Fuchsprojekt Grünwald:
Wie vertragen sich Fuchs und Mensch in Städten, Dörfern und Gemeinden? Warum ist die Fuchsdichte dort meist deutlich höher als in ihrem ländlichen Umfeld oder in Waldlebensräumen? Was fressen Stadtfüchse? Fragen über Fragen, denen ein Forscherteam an der Peripherie Münchens auf den Grund ging.
Von Dr. Andreas König
Seit Anfang der 90er Jahre haben Füchse in Mitteleuropa Städte und Dörfer als Lebensraum erobert. Sie sind dort vergleichsweise häufig anzutreffen und zeigen nur wenig Scheu vor Menschen. Diese Tatsache wird durch Berichte aus vielen Städten und Gemeinden Deutschlands belegt. Genauere Untersuchungen zur Lebensweise Reinekes im menschlichen Siedlungsbereich, zu Risiken und Problemen fehlen jedoch weitgehend.

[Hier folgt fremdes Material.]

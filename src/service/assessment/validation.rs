//! Validation logic for LLM-produced claim verdicts
//!
//! The provider is not trusted to respect the documented numeric ranges;
//! out-of-range values are rejected instead of passed through.

use crate::model::verdicts::ExtractedVerdict;

/// Result of verdict validation
#[derive(Debug)]
pub struct VerdictValidationResult {
    /// Whether the verdict passed validation
    pub is_valid: bool,
    /// Critical errors that indicate invalid output
    pub errors: Vec<String>,
    /// Warnings that indicate potential quality issues
    pub warnings: Vec<String>,
}

impl VerdictValidationResult {
    /// Create a new validation result with no issues
    pub fn valid() -> Self {
        Self {
            is_valid: true,
            errors: Vec::new(),
            warnings: Vec::new(),
        }
    }

    /// Add an error to the validation result
    pub fn add_error(&mut self, error: String) {
        self.is_valid = false;
        self.errors.push(error);
    }

    /// Add a warning to the validation result
    pub fn add_warning(&mut self, warning: String) {
        self.warnings.push(warning);
    }
}

/// Validate a verdict for range conformance and completeness
///
/// Checks:
/// 1. risk_score lies within [0, 100]
/// 2. confidence lies within [0.0, 1.0]
/// 3. reasoning and recommended_action carry usable text (warning only)
pub fn validate_extracted_verdict(verdict: &ExtractedVerdict) -> VerdictValidationResult {
    let mut result = VerdictValidationResult::valid();

    // NaN fails both range checks
    if !(0.0..=100.0).contains(&verdict.risk_score) {
        result.add_error(format!(
            "risk score {} outside documented range [0, 100]",
            verdict.risk_score
        ));
    }

    if !(0.0..=1.0).contains(&verdict.confidence) {
        result.add_error(format!(
            "confidence {} outside documented range [0.0, 1.0]",
            verdict.confidence
        ));
    }

    if verdict.reasoning.trim().is_empty() {
        result.add_warning("verdict has no reasoning text".to_string());
    } else if verdict.reasoning.trim().len() < 20 {
        result.add_warning(format!(
            "reasoning is very short ({} chars)",
            verdict.reasoning.len()
        ));
    }

    if verdict.recommended_action.trim().is_empty() {
        result.add_warning("verdict has no recommended action".to_string());
    }

    result
}
//! Model evaluation metrics displayed on the marketing page

use serde::{Deserialize, Serialize};
use utoipa::ToSchema;

/// One evaluation indicator of the production fraud model
#[derive(Debug, Clone, Serialize, Deserialize, ToSchema)]
#[serde(rename_all = "camelCase")]
pub struct ModelMetric {
    pub name: String,
    pub value: f64,
    /// Upper bound of the metric scale
    pub full_mark: f64,
}

/// Published evaluation figures for the deployed classifier
pub fn evaluation_metrics() -> Vec<ModelMetric> {
    [
        ("Accuracy", 94.0),
        ("Precision", 92.0),
        ("Recall", 89.0),
        ("F1-Score", 91.0),
        ("ROC-AUC", 96.0),
    ]
    .into_iter()
    .map(|(name, value)| ModelMetric {
        name: name.to_string(),
        value,
        full_mark: 100.0,
    })
    .collect()
}
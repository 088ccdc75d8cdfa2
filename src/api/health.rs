//! Health check endpoints for Kubernetes liveness and readiness probes

use actix_web::{HttpResponse, Responder, get, web};
use serde::Serialize;
use utoipa::ToSchema;

use crate::service::ClaimAssessmentService;

#[derive(Serialize, ToSchema)]
pub struct HealthStatus {
    pub status: String,
    pub version: String,
}

#[derive(Serialize, ToSchema)]
pub struct ReadinessStatus {
    pub status: String,
    pub version: String,
    pub dependencies: DependencyHealth,
}

#[derive(Serialize, ToSchema)]
pub struct DependencyHealth {
    pub assessment: String,
}

/// Liveness probe endpoint
///
/// Always returns 200 OK if the service is running.
/// Used by Kubernetes to determine if the pod should be restarted.
#[utoipa::path(
    get,
    path = "/health/live",
    responses(
        (status = 200, description = "Service is alive", body = HealthStatus)
    ),
    tag = "health"
)]
#[get("/health/live")]
pub async fn liveness() -> impl Responder {
    HttpResponse::Ok().json(HealthStatus {
        status: "ok".to_string(),
        version: env!("CARGO_PKG_VERSION").to_string(),
    })
}

/// Readiness probe endpoint
///
/// Reports whether the assessment backend has credentials. A missing API
/// key degrades simulation runs but does not block traffic, so the probe
/// stays 200 either way.
#[utoipa::path(
    get,
    path = "/health/ready",
    responses(
        (status = 200, description = "Service is ready", body = ReadinessStatus)
    ),
    tag = "health"
)]
#[get("/health/ready")]
pub async fn readiness(assessment: web::Data<ClaimAssessmentService>) -> impl Responder {
    let assessment_status = if assessment.is_available() {
        "configured"
    } else {
        tracing::debug!("Readiness probe: assessment backend has no API key");
        "unconfigured"
    };

    HttpResponse::Ok().json(ReadinessStatus {
        status: "ready".to_string(),
        version: env!("CARGO_PKG_VERSION").to_string(),
        dependencies: DependencyHealth {
            assessment: assessment_status.to_string(),
        },
    })
}

/// Configure health check routes
pub fn configure(cfg: &mut web::ServiceConfig) {
    cfg.service(liveness).service(readiness);
}
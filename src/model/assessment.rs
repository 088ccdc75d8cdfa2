//! Domain model for claim fraud verdicts

use serde::{Deserialize, Serialize};
use utoipa::ToSchema;

/// Binary verdict on a claim
#[derive(Debug, Clone, Copy, PartialEq, Eq, Serialize, Deserialize, ToSchema)]
pub enum FraudClassification {
    Genuine,
    Fraudulent,
}

/// Validated assessment of a single claim
///
/// Only ever produced from a provider payload that deserialized into the
/// full field set and passed range validation.
#[derive(Debug, Clone, PartialEq, Serialize, Deserialize, ToSchema)]
#[serde(rename_all = "camelCase")]
pub struct AssessmentResult {
    pub fraud_classification: FraudClassification,
    /// Fraud likelihood from 0 to 100, feeding downstream triage
    pub risk_score: f64,
    /// Plain-language explanation for the reviewing officer
    pub reasoning: String,
    /// Model confidence in the verdict, 0.0 to 1.0
    pub confidence: f64,
    pub recommended_action: String,
}
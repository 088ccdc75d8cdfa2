use serde::Deserialize;
use std::fs;
use std::path::Path;

const ENV_CONFIG_PATH: &str = "AGRIGUARD_CONFIG_PATH";
const DEFAULT_CONFIG_PATH: &str = "config.yaml";

/// Tuning for the outbound assessment call
#[derive(Debug, Clone, Deserialize)]
#[serde(default)]
pub struct AssessmentConfig {
    /// Seconds before an in-flight model call is abandoned
    pub timeout_secs: u64,
    /// Bounded retries for transient provider failures
    pub max_retries: u32,
    /// Initial backoff delay in milliseconds, doubled per attempt
    pub initial_retry_delay_ms: u64,
}

impl Default for AssessmentConfig {
    fn default() -> Self {
        Self {
            timeout_secs: 30,
            max_retries: 2,
            initial_retry_delay_ms: 500,
        }
    }
}

/// YAML configuration file structure
#[derive(Debug, Clone, Default, Deserialize)]
pub struct ConfigFile {
    #[serde(default)]
    pub assessment: AssessmentConfig,
}

/// Application configuration
#[derive(Debug, Clone)]
pub struct Config {
    pub assessment: AssessmentConfig,
    pub port: u16,
    pub host: String,
}

impl Default for Config {
    fn default() -> Self {
        Self {
            assessment: AssessmentConfig::default(),
            port: 8080,
            host: "127.0.0.1".to_string(),
        }
    }
}

impl Config {
    /// Load configuration from environment and config file
    pub fn from_env() -> Self {
        let port = std::env::var("PORT")
            .ok()
            .and_then(|p| p.parse().ok())
            .unwrap_or(8080);

        let host = std::env::var("HOST").unwrap_or_else(|_| "127.0.0.1".to_string());

        let config_path =
            std::env::var(ENV_CONFIG_PATH).unwrap_or_else(|_| DEFAULT_CONFIG_PATH.to_string());

        let assessment = Self::load_config_file(&config_path)
            .map(|cf| cf.assessment)
            .unwrap_or_default();

        Self {
            assessment,
            port,
            host,
        }
    }

    /// Load configuration from YAML file
    fn load_config_file(path: &str) -> Option<ConfigFile> {
        let path = Path::new(path);

        if !path.exists() {
            tracing::debug!(path = %path.display(), "Config file not found, using defaults");
            return None;
        }

        match fs::read_to_string(path) {
            Ok(contents) => {
                let contents = contents.trim();
                if contents.is_empty() {
                    tracing::debug!(path = %path.display(), "Config file is empty, using defaults");
                    return Some(ConfigFile::default());
                }

                match serde_yaml::from_str(contents) {
                    Ok(config) => {
                        tracing::info!(path = %path.display(), "Loaded configuration from file");
                        Some(config)
                    }
                    Err(e) => {
                        tracing::warn!(path = %path.display(), error = %e, "Failed to parse config file, using defaults");
                        None
                    }
                }
            }
            Err(e) => {
                tracing::warn!(path = %path.display(), error = %e, "Failed to read config file, using defaults");
                None
            }
        }
    }

    pub fn bind_addr(&self) -> String {
        format!("{}:{}", self.host, self.port)
    }
}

Vor diesem Hintergrund beschloss der Gemeinderat von Grünwald im Juli 1999, eine Untersuchung über die „Lebensweise der Füchse in Grünwald und Maßnahmen zur Minderung der Ansteckungsgefahr mit dem Kleinen Fuchsbandwurm“ durchführen zu lassen. Grünwald liegt südlich von München und grenzt unmittelbar an die Millionen-Metropole an. Die Gemeinde hat etwa 10 000 Einwohner und umfasst eine Fläche von 763 Hektar. Im Westen wird das Gebiet vom Isartal begrenzt. Der Auftrag wurde an die Arbeitsgemeinschaft „Fuchsprojekt Grünwald“ vergeben, bestehend aus Mitarbeitern der Abteilung Para-sitologie der Universität Hohenheim und dem Fachgebiet für Wildbiologie und Wildtiermanagement der TU München. Das übergeordnete Ziel des Projektes ist der Schutz der Einwohner vor der Echinococcose. Weiterhin gilt es, möglichst weitgehende Erkenntnisse über das Verhalten Reinekes sowie das Zusammenleben von Menschen und Füchsen im „Lebensraum Stadt“ zu gewinnen.
Im Mittelpunkt stehen unter anderen folgende Fragen:
– Wie groß ist der Besatz von Füchsen im Siedlungsbereich?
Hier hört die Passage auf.